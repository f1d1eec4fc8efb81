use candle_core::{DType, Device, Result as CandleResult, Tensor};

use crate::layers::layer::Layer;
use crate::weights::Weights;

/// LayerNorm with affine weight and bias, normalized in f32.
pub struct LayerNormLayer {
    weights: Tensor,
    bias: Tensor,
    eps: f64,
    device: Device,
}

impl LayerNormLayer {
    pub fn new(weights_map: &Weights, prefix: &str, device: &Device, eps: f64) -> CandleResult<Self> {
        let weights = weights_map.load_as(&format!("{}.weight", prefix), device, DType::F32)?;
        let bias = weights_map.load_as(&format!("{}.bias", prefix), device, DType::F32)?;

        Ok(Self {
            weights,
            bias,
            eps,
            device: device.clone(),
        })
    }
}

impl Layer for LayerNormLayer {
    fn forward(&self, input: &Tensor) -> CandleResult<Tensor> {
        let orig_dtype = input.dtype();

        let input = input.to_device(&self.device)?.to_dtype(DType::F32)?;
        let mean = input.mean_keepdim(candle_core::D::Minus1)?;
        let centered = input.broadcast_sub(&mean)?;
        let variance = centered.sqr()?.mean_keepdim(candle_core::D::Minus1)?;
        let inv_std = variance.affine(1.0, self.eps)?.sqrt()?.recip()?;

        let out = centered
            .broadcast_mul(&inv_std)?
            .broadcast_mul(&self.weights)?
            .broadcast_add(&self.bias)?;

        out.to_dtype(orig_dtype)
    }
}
**********
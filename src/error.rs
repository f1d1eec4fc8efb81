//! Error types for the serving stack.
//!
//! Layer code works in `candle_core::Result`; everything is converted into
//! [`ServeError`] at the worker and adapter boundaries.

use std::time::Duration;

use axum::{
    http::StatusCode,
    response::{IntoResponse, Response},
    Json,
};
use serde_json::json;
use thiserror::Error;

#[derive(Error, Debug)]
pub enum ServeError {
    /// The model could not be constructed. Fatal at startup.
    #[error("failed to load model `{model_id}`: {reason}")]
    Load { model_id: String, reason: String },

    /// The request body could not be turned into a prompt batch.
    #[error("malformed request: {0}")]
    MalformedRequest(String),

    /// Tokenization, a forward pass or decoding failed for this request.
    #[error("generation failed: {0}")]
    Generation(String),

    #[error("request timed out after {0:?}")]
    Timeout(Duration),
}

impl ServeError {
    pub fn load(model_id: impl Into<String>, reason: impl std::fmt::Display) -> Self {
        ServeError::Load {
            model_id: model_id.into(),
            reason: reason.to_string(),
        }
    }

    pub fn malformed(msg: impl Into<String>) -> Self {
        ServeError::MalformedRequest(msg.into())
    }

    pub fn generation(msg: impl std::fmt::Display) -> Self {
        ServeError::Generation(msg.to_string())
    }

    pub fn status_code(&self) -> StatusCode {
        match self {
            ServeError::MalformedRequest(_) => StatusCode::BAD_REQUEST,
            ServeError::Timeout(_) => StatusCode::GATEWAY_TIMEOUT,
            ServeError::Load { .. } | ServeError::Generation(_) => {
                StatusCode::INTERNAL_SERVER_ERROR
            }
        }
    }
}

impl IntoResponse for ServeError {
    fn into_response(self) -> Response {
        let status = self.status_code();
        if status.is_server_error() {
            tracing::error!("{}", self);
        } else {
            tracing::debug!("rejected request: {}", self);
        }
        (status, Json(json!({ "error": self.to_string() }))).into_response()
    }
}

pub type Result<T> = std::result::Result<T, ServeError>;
**********
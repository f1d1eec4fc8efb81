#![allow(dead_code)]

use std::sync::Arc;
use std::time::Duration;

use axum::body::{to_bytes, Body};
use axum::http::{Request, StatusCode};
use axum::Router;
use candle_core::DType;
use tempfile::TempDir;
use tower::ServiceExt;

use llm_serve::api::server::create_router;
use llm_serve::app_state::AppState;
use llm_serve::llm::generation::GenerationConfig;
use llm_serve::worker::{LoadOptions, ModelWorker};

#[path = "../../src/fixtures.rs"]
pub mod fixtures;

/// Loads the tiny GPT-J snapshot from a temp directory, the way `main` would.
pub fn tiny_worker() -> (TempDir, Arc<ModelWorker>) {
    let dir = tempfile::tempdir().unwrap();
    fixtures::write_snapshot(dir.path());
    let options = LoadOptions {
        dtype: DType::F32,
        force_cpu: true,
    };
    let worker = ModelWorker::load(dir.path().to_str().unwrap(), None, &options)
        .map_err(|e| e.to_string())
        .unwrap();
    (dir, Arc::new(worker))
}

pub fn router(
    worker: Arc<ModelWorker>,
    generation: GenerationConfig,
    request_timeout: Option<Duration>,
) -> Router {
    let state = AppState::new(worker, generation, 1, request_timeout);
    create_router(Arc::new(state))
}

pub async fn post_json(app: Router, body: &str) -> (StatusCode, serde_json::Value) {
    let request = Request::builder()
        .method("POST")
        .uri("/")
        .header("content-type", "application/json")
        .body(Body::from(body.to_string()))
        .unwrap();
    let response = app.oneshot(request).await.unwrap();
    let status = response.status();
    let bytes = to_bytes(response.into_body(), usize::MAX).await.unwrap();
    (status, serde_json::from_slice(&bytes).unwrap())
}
**********
__Task requirements__
Check each line above for the string "bias" and copy those that have it.

__Answer box__
/// LayerNorm with affine weight and bias, normalized in f32.
    bias: Tensor,
        let bias = weights_map.load_as(&format!("{}.bias", prefix), device, DType::F32)?;
            bias,
            .broadcast_add(&self.bias)?;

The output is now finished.